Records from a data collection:
------------------------
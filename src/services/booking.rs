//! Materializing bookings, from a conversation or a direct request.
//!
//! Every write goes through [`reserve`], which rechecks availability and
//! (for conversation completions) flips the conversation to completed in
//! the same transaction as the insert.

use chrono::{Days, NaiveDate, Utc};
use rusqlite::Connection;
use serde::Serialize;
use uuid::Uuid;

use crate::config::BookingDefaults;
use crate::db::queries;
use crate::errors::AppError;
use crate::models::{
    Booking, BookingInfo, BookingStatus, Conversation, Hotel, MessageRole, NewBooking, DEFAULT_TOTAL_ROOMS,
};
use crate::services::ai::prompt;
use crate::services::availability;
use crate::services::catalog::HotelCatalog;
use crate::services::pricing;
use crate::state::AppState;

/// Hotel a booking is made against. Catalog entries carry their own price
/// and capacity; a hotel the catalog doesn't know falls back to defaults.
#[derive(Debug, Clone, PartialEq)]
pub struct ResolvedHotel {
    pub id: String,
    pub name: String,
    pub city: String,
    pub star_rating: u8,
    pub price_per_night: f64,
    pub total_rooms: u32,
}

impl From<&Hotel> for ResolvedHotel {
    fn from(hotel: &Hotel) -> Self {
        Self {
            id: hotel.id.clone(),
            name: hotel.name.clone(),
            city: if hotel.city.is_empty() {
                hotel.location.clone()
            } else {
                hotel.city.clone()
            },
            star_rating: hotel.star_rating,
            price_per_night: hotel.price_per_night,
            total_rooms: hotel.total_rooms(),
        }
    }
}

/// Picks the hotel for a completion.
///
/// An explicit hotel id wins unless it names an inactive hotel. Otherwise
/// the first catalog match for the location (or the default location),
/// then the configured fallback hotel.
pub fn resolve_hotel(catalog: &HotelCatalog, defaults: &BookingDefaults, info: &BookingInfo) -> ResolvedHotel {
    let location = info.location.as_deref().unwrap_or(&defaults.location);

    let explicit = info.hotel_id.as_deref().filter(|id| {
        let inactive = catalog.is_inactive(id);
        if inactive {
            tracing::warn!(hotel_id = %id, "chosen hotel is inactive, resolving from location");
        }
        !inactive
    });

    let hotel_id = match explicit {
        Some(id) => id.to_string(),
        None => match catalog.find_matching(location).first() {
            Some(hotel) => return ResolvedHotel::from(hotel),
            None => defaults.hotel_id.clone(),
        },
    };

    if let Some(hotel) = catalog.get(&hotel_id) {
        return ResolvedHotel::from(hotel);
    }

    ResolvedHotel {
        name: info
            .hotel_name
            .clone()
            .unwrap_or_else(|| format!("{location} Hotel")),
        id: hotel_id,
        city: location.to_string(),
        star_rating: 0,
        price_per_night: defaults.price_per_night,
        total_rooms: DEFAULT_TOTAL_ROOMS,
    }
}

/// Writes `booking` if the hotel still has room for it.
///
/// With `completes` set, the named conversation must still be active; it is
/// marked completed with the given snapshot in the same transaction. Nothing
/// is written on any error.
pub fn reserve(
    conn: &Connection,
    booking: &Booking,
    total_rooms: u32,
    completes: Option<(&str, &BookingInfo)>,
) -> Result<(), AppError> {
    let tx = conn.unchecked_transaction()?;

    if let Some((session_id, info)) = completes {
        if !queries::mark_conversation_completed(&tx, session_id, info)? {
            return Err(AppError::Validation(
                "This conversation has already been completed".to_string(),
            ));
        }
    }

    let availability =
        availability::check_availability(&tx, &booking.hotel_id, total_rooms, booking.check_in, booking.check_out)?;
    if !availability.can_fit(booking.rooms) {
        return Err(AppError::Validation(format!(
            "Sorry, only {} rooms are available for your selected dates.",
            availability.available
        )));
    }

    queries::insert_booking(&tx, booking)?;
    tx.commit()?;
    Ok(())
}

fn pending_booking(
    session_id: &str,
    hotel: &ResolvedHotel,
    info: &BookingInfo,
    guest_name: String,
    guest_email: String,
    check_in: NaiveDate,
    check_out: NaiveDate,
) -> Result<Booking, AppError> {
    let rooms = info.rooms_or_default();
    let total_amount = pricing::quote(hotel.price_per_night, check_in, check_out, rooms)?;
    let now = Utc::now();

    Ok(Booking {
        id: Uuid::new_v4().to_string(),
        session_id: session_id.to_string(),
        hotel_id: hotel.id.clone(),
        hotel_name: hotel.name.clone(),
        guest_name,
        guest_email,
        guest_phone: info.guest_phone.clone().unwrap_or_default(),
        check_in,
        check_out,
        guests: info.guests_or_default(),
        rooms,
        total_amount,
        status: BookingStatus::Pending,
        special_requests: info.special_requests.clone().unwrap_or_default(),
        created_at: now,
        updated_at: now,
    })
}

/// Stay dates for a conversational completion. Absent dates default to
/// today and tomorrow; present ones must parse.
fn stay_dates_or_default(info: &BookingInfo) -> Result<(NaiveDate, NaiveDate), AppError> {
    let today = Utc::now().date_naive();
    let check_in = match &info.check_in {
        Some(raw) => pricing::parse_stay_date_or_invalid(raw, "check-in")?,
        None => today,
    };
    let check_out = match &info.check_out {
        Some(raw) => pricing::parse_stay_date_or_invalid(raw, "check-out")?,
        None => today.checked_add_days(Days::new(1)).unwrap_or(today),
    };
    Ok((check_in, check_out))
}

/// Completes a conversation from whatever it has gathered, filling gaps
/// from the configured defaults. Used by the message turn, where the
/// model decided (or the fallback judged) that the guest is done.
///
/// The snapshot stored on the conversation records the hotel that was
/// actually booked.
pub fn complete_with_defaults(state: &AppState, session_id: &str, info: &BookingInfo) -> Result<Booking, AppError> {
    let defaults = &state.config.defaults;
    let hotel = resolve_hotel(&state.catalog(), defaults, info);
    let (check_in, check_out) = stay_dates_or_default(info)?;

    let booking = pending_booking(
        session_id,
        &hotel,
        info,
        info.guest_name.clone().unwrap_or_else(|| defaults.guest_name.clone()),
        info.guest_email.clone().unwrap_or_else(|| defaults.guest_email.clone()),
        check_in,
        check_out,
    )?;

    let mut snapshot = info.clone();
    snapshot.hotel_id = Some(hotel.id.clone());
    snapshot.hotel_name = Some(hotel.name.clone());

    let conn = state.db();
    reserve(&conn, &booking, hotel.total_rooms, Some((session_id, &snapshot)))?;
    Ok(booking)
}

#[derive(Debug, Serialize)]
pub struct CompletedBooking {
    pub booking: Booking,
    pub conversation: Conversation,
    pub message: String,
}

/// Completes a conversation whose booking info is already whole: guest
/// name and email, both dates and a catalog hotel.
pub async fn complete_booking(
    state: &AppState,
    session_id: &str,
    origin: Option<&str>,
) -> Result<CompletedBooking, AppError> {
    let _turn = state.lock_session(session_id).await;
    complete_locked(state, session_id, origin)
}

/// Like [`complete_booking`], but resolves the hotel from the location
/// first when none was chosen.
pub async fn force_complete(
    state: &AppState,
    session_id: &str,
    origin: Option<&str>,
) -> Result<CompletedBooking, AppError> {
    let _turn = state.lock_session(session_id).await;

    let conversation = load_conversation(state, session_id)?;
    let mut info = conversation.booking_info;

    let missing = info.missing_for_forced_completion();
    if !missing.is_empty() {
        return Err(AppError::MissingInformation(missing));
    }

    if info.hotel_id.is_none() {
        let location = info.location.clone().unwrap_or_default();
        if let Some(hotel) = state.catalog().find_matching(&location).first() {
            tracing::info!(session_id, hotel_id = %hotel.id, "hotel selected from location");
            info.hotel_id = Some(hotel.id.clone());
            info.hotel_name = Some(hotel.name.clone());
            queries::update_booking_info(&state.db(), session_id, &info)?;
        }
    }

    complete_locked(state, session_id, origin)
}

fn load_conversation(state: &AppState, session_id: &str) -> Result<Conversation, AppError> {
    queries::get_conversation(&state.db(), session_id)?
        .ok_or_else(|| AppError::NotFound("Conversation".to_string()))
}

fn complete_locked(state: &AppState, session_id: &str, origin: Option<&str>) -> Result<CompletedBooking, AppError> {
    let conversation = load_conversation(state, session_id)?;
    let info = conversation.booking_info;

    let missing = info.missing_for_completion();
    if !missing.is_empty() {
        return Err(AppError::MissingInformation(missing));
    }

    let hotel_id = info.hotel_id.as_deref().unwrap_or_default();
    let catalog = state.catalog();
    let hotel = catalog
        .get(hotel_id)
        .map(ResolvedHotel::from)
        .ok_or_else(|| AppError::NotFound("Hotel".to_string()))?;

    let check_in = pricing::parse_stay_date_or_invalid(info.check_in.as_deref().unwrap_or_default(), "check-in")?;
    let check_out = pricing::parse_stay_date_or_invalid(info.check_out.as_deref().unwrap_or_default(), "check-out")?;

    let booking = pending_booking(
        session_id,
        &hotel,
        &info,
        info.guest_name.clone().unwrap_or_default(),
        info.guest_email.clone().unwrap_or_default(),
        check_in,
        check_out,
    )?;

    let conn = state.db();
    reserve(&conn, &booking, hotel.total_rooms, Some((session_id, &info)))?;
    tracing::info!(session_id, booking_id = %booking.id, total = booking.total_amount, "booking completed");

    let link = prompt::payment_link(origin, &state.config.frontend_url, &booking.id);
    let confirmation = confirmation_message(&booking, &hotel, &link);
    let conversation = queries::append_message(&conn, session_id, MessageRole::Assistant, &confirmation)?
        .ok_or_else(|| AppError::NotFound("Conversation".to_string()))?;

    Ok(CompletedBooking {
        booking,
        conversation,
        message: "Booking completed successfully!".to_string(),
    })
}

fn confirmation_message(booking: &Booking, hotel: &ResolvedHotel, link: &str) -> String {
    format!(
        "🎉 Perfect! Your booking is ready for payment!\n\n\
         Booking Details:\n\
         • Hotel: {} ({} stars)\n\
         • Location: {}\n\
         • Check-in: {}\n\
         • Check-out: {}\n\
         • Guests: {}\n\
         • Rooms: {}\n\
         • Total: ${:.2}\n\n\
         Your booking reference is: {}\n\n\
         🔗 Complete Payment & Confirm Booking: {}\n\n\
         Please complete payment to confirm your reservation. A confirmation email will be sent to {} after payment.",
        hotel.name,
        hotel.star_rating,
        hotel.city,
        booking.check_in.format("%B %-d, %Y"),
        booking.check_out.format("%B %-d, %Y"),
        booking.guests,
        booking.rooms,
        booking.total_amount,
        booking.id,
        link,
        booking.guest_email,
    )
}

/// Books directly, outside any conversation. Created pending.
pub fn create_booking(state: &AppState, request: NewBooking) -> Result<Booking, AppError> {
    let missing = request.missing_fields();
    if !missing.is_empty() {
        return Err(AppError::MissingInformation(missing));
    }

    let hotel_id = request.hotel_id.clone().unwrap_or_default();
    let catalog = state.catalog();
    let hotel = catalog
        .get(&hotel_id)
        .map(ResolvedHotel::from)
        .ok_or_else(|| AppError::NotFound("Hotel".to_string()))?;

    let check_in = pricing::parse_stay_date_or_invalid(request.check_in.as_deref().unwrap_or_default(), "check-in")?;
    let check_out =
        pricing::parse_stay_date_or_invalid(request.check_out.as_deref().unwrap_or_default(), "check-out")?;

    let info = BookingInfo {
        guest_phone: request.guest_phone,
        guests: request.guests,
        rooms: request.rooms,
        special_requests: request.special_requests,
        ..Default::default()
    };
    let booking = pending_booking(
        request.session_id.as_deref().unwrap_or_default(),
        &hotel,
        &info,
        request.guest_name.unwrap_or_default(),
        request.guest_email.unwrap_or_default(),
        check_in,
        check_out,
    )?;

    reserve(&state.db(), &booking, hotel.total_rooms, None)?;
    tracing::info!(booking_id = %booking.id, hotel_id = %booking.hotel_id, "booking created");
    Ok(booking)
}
------------------------
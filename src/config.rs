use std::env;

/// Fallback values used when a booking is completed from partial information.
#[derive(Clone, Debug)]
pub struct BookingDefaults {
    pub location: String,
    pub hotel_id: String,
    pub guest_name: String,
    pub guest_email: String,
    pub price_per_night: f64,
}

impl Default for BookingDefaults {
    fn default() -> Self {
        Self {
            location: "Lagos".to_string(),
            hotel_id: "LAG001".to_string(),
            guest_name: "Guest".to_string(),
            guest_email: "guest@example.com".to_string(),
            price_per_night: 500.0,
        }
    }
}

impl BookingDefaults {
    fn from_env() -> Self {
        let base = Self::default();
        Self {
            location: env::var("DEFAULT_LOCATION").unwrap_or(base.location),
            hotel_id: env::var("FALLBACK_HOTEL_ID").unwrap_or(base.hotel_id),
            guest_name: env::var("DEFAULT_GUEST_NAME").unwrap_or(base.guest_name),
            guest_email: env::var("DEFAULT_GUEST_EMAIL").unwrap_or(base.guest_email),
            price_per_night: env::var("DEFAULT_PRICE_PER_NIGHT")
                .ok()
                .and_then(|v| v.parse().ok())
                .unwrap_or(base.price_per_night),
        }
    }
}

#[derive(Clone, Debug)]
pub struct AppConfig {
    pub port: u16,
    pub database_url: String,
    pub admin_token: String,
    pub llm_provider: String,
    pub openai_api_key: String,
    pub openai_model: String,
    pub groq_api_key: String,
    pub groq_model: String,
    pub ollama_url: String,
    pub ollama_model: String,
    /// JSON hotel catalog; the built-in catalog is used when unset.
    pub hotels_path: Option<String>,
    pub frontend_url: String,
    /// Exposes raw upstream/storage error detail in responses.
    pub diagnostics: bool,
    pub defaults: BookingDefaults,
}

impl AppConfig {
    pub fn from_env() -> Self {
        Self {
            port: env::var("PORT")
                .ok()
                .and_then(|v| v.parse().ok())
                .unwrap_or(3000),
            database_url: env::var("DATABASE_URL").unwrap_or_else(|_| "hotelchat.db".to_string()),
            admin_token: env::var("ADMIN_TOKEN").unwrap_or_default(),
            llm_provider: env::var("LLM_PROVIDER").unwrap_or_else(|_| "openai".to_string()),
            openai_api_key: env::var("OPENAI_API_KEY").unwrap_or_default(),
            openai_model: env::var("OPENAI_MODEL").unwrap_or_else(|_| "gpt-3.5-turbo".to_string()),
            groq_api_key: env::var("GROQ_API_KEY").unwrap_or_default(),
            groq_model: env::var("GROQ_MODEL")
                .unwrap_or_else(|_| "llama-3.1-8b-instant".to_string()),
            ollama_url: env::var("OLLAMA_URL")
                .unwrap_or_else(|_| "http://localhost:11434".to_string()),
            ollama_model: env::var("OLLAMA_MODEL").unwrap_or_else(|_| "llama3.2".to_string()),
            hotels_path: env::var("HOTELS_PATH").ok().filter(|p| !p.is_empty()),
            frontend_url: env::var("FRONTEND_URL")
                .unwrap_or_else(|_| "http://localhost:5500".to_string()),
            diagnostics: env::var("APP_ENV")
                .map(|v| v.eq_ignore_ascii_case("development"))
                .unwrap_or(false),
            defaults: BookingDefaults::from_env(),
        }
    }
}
------------------------
HOW TO COMPLETE THIS TASK: Repeat exactly the lines above from the one with "filename src/services/booking.rs" up to and including the one with "use crate::errors::AppError;". No other line belongs in the reply.

ANSWER SECTION:
filename src/services/booking.rs
//! Materializing bookings, from a conversation or a direct request.
//!
//! Every write goes through [`reserve`], which rechecks availability and
//! (for conversation completions) flips the conversation to completed in
//! the same transaction as the insert.

use chrono::{Days, NaiveDate, Utc};
use rusqlite::Connection;
use serde::Serialize;
use uuid::Uuid;

use crate::config::BookingDefaults;
use crate::db::queries;
use crate::errors::AppError;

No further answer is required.